There are several libraries in python including RLLib, pybrain,... that can be used to code reinforcement learning approaches. When Starting, a good approach is to consider the Gym toolkit from openAI. Gym is compatible with both Theano and TensorFlow and contains a collection of examples that can be used to illustrate most of the reinforcement learning frameworks. Install gym with "pip install gym" (you may need !pip install cmake 'gym[atari]') or use

"git clone https://github.com/openai/gym"

"cd gym"

"pip install -e ."

if you prefer to clone the git repository.

(based on the learndatasci tutorials)

As a starting point, we will consider the self driving cab example. Use the lines below to display the map for this particular example. The objective in this exercise is to train the cab through RL in order to (1) Drop off the passenger at the right location (2) save as much time as possible by taking the shortest path from the pick up to the drop off location and (3) respect traffic rules.

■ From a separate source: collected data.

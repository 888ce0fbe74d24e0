//! Query result types.
//!
//! Untyped rows as the database returns them; reports decode these into
//! their own row structs.

use chrono::NaiveDate;
use std::time::Duration;

/// Rows returned by one query, with how long the server took.
#[derive(Debug, Clone, Default, PartialEq)]
pub struct QueryResult {
    /// Rows of data, in the order the server returned them.
    pub rows: Vec<Row>,

    /// Time taken to execute the query.
    pub execution_time: Duration,
}

impl QueryResult {
    pub fn with_rows(rows: Vec<Row>) -> Self {
        Self {
            rows,
            execution_time: Duration::ZERO,
        }
    }

    /// Sets the execution time.
    pub fn with_execution_time(mut self, duration: Duration) -> Self {
        self.execution_time = duration;
        self
    }
}

/// A row of data from a query result.
pub type Row = Vec<Value>;

/// A single column value, limited to the types the report queries select.
#[derive(Debug, Clone, PartialEq)]
pub enum Value {
    Null,
    Int(i64),
    Float(f64),
    String(String),
    Date(NaiveDate),
}

impl Value {
    /// Short type label used in decode error messages.
    pub fn type_name(&self) -> &'static str {
        match self {
            Value::Null => "null",
            Value::Int(_) => "int",
            Value::Float(_) => "float",
            Value::String(_) => "text",
            Value::Date(_) => "date",
        }
    }
}

impl From<&str> for Value {
    fn from(v: &str) -> Self {
        Value::String(v.to_string())
    }
}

The cab is represented by the yellow rectangle. It is free to move on a 5x 5 grid and its spatial state can thus be described by a dimension 25 vector.

Wherever it is, the cab has four possible destinations, the four positions 'R', 'Y' 'G' and 'B'.

We will further assume that the passengers can be picked up in any of the four locations R, G, Y and B. On top of those four locations, we also need to account for the framework in which the passenger is inside the cab. Any passenger position can thus be encoded by 5 binary variables.

In this case, the state of the environment can thus be encoded by $5\times 5 \times 4 \times 5$ binary variables.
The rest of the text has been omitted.